All of those things were very nice … and very weird.

Listening to the reissue, I was surprised that of the five songs you released, there’s only one of those songs in the live recordings. Was The Limit a much more prolific band? Did you ever record any more than the five songs you released?

We had about 30 original songs, but we only recorded 5 of them properly in studios. We recorded in a studio three times. In May 1982 we recorded “Uh Oh” for a local compilation album (that version is on the re-issue). Then in November, 1982 we recorded the 4 song EP (“Call Jane”, “Dream of Love”, “Modern Girl”, and “Uh Oh” again), but “Modern Girl” was picked for the WRNO compilation album and the contract said we couldn’t release it on our own for a year. So we went back into the studio in December 1982 and recorded “Candy Rocks”, which was our newest song, and released the EP with that song in place of “Modern Girl”. We only have demos or live recordings of the rest of our songs. The live songs on the re-issue were recorded by pure chance. We were playing at the St. Bernard Civic Auditorium and right before the show, the sound guy told us that they were set up to make live recordings, and he asked if we wanted them to record our show, so we said yes. It turned out to be our best quality live recording. If we would have said “no” that night, the re-issue would only be the studio songs, because the other live recordings and demos that we have are not the greatest quality. It really was a fluke that we got that show on tape.

You guys were a great, tight live band. After the end of The Limit, did you guys continue to make music? Did you continue to make music with Manny?

The original lineup was Manny Reyes on guitar, Justin Newbury on drums, and me on bass. Justin left about 10 months before the band ended, and Manny left about 4 months before we called it a day. Jeff Oteri replaced Justin on drums in the Limit. Immediately after The Limit ended, Jeff and I began a band called True Faith with James Singletary, who had just left the Red Rockers after their Good as Gold tour, and their big MTV hit “China”. True Faith lasted about 5 years. We moved to Los Angeles, but couldn’t get a record deal and we broke up. I didn’t play again until 1999 when Jeff and I formed Christian Serpas & Ghost Town, a revved-up Americana band.
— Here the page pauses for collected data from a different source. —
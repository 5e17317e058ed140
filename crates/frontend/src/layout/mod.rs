pub mod top_header;

use leptos::prelude::*;
use leptos_router::components::Outlet;
use top_header::TopHeader;

/// Main application shell.
///
/// ```text
/// +------------------------------------------+
/// |              TopHeader                    |
/// +------------------------------------------+
/// |           routed page (Outlet)            |
/// +------------------------------------------+
/// ```
#[component]
pub fn Shell() -> impl IntoView {
    view! {
        <div class="app-layout" style="height: 100vh; display: flex; flex-direction: column;">
            <TopHeader />
            <main class="app-main" style="flex: 1; min-height: 0; overflow: auto;">
                <Outlet />
            </main>
        </div>
    }
}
We’ve put out 5 CDs and a DVD and continue to play all over the Gulf South.

Manny started a pop rock band called Third Echo in the early 90s, and they released 3 CDs and played hundreds of shows all over the Gulf South.

Justin didn’t play much at all after the Limit.

We did a Limit reunion show in New Orleans last summer when the re-issue happened (Manny on guitar, me on bass, and Justin and Jeff sharing drum duties), and we also played at a New Orleans Punk / New Wave Reunion at the world famous Jimmy’s Music Club in December of last year.

Looking back on the band’s time together, what stands out? How do you feel about those days?

The farther into the past it fades, the more fond I become of it. Everything was new to us – rehearsing, writing songs, making flyers, playing shows, and we attacked everything with such enthusiasm.

Everything seemed to happen for us in a natural progression. We formed, played shows, people liked it, we put out a record… things always seemed to be on an upward trend until the last couple months of the band. Then I noticed that we were working really hard for things that had just come naturally in the past. It wasn’t fun anymore. Manny had left and I had kinda lost my focus and motivation. We just ran out of gas.

We met a lot of people and made a lot of friends that we know to this day. It was such a short period of time, only about 2 and a half years, but it seems like so much was packed into it. It was a lot of work, but a lot of fun.

A few years ago, when I first found out that we had fans in Japan and Germany and Australia it was hard to comprehend. Our little 10 inch EP really got around. But once you put something out on vinyl, it’s alive, and who knows where it’ll end up. We had no idea that we’d been on a bunch of power pop compilations, and a Chicago band had covered “Uh Oh”. We were stunned. But I think every band, at some point, realizes that they just want to be remembered, so when we learned of all these things that had been going on regarding The Limit, we were flattered, and I we realized that we must have done something right.